• Material provided:

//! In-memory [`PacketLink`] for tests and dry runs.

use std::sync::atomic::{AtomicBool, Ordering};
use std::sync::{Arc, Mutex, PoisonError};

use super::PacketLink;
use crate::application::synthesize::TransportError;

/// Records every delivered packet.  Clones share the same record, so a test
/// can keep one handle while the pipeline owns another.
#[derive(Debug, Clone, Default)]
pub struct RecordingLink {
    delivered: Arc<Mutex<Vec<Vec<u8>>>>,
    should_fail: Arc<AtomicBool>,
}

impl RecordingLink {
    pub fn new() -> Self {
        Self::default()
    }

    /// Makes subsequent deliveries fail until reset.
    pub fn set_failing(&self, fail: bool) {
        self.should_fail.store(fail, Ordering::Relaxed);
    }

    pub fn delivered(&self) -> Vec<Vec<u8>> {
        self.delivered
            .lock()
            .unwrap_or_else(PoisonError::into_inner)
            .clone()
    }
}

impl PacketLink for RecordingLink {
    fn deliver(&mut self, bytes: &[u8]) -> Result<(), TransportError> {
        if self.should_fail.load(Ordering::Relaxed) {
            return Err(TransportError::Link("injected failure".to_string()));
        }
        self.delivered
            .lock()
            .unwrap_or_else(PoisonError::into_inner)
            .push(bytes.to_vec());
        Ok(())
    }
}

---

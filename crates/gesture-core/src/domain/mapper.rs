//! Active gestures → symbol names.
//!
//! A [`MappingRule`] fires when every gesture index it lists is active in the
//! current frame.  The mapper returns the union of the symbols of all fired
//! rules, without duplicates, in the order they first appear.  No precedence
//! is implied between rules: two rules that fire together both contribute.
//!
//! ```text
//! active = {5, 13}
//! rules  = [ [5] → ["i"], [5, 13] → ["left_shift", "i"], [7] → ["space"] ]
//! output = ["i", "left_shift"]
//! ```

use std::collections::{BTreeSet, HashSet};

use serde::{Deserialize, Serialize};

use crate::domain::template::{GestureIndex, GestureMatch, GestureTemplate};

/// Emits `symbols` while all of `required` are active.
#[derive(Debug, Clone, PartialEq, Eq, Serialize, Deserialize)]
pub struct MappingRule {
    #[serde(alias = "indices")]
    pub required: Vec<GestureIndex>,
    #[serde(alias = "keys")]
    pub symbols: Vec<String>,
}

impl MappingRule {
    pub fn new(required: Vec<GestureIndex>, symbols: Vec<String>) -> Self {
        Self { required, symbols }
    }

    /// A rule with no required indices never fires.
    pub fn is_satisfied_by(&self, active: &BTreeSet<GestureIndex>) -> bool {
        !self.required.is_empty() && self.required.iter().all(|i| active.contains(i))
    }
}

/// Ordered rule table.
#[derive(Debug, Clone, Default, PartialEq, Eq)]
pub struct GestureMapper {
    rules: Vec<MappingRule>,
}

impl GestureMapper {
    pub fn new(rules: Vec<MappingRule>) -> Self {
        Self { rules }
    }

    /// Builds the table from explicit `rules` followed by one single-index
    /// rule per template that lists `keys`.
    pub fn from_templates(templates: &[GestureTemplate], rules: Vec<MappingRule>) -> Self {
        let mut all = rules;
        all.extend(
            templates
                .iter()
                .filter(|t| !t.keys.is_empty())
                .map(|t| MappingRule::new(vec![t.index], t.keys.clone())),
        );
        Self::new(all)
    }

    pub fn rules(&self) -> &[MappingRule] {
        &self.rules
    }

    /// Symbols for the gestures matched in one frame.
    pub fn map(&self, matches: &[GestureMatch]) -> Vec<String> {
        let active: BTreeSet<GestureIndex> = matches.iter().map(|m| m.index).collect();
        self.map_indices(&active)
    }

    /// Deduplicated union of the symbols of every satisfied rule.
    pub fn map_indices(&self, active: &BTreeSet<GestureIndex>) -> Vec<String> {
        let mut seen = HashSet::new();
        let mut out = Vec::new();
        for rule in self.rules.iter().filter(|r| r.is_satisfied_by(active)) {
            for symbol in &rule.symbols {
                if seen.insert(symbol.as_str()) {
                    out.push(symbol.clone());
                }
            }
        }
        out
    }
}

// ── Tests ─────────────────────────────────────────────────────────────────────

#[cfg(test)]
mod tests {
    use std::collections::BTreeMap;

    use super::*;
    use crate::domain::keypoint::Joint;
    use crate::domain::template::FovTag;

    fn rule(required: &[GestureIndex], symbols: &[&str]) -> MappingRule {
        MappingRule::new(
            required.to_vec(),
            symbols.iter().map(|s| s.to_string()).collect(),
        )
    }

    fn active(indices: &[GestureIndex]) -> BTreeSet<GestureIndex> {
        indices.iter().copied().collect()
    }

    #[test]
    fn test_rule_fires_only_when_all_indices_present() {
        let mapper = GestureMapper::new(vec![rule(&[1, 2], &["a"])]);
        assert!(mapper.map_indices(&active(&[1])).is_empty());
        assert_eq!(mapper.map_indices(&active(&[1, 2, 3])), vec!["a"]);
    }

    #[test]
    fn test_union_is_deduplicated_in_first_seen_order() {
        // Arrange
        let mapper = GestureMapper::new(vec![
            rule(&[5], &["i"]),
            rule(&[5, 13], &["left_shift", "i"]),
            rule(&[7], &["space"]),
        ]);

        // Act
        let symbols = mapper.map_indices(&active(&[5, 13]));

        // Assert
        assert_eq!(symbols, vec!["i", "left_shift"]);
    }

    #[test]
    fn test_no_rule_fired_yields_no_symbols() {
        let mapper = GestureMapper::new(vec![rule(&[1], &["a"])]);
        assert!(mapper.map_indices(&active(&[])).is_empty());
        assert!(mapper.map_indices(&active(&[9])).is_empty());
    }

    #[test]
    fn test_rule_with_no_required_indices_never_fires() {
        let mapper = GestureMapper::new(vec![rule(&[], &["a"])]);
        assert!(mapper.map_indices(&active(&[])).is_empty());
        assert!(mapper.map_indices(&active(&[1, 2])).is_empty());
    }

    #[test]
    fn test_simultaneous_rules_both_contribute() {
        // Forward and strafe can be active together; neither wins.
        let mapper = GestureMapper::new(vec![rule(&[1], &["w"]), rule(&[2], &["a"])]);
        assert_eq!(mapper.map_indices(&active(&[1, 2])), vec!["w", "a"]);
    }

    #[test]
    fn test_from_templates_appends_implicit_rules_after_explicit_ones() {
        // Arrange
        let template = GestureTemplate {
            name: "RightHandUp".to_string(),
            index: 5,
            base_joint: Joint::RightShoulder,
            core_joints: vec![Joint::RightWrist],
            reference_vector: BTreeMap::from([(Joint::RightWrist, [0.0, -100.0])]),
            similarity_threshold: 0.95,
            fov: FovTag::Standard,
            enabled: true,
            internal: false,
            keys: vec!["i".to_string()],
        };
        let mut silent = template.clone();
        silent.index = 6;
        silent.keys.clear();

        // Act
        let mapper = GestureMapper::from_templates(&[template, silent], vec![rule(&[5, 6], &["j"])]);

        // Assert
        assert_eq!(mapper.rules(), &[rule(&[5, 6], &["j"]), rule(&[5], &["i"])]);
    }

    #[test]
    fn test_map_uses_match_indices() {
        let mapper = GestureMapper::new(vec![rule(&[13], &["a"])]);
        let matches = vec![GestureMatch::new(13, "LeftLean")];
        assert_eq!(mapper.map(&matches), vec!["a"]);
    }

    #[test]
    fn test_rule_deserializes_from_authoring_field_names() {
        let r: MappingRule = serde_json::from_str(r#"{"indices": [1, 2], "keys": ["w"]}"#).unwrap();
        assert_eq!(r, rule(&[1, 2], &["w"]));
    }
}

==

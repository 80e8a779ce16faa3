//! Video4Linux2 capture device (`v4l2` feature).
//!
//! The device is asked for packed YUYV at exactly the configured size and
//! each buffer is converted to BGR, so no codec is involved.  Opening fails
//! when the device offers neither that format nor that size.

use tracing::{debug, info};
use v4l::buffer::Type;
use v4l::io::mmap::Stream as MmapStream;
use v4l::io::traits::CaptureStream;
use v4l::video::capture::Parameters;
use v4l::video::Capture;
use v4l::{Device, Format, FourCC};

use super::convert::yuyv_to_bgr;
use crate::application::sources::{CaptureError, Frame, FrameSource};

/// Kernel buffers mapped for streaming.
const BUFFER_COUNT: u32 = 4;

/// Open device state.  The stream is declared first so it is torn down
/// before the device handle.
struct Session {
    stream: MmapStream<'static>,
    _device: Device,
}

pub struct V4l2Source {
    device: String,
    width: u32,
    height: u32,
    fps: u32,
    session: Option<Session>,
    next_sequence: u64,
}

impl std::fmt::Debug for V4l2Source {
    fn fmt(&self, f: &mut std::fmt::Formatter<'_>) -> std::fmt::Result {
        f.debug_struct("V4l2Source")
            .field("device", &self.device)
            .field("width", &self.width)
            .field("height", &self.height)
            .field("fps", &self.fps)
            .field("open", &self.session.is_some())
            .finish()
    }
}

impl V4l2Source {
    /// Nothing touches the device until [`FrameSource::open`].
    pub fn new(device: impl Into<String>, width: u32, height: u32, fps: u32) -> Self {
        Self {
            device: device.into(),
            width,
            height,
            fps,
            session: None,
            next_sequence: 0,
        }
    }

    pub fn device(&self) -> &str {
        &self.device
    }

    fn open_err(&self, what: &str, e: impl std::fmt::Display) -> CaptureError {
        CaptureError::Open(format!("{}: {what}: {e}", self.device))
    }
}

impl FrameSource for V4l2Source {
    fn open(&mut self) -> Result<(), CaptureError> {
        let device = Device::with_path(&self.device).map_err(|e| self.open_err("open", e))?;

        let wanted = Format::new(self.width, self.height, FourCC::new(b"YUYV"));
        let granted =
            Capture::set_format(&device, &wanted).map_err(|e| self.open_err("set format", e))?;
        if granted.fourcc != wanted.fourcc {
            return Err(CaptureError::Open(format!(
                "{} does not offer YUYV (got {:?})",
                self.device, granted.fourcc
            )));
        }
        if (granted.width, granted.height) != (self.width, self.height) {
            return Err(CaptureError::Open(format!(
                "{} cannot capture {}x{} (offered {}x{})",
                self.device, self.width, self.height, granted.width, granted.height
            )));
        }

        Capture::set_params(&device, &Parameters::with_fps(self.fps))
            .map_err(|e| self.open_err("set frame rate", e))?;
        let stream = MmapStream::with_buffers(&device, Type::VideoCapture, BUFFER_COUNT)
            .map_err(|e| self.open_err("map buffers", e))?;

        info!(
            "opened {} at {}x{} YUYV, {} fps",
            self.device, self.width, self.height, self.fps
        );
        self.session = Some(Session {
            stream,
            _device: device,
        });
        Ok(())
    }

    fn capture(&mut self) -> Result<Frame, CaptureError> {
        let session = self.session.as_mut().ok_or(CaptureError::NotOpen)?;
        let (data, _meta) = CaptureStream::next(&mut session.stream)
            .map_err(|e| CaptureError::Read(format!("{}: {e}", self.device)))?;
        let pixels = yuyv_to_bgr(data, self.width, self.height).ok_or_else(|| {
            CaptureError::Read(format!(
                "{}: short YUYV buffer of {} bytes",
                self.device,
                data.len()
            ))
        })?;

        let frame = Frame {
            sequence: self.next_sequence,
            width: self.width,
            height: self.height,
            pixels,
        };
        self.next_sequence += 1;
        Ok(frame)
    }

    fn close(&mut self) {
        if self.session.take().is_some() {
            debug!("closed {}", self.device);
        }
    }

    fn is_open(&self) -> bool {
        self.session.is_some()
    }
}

• Problem to solve: What is the number of lines in the listing that include "PartialEq"? Answer with that number only.

• Solution for this task: 2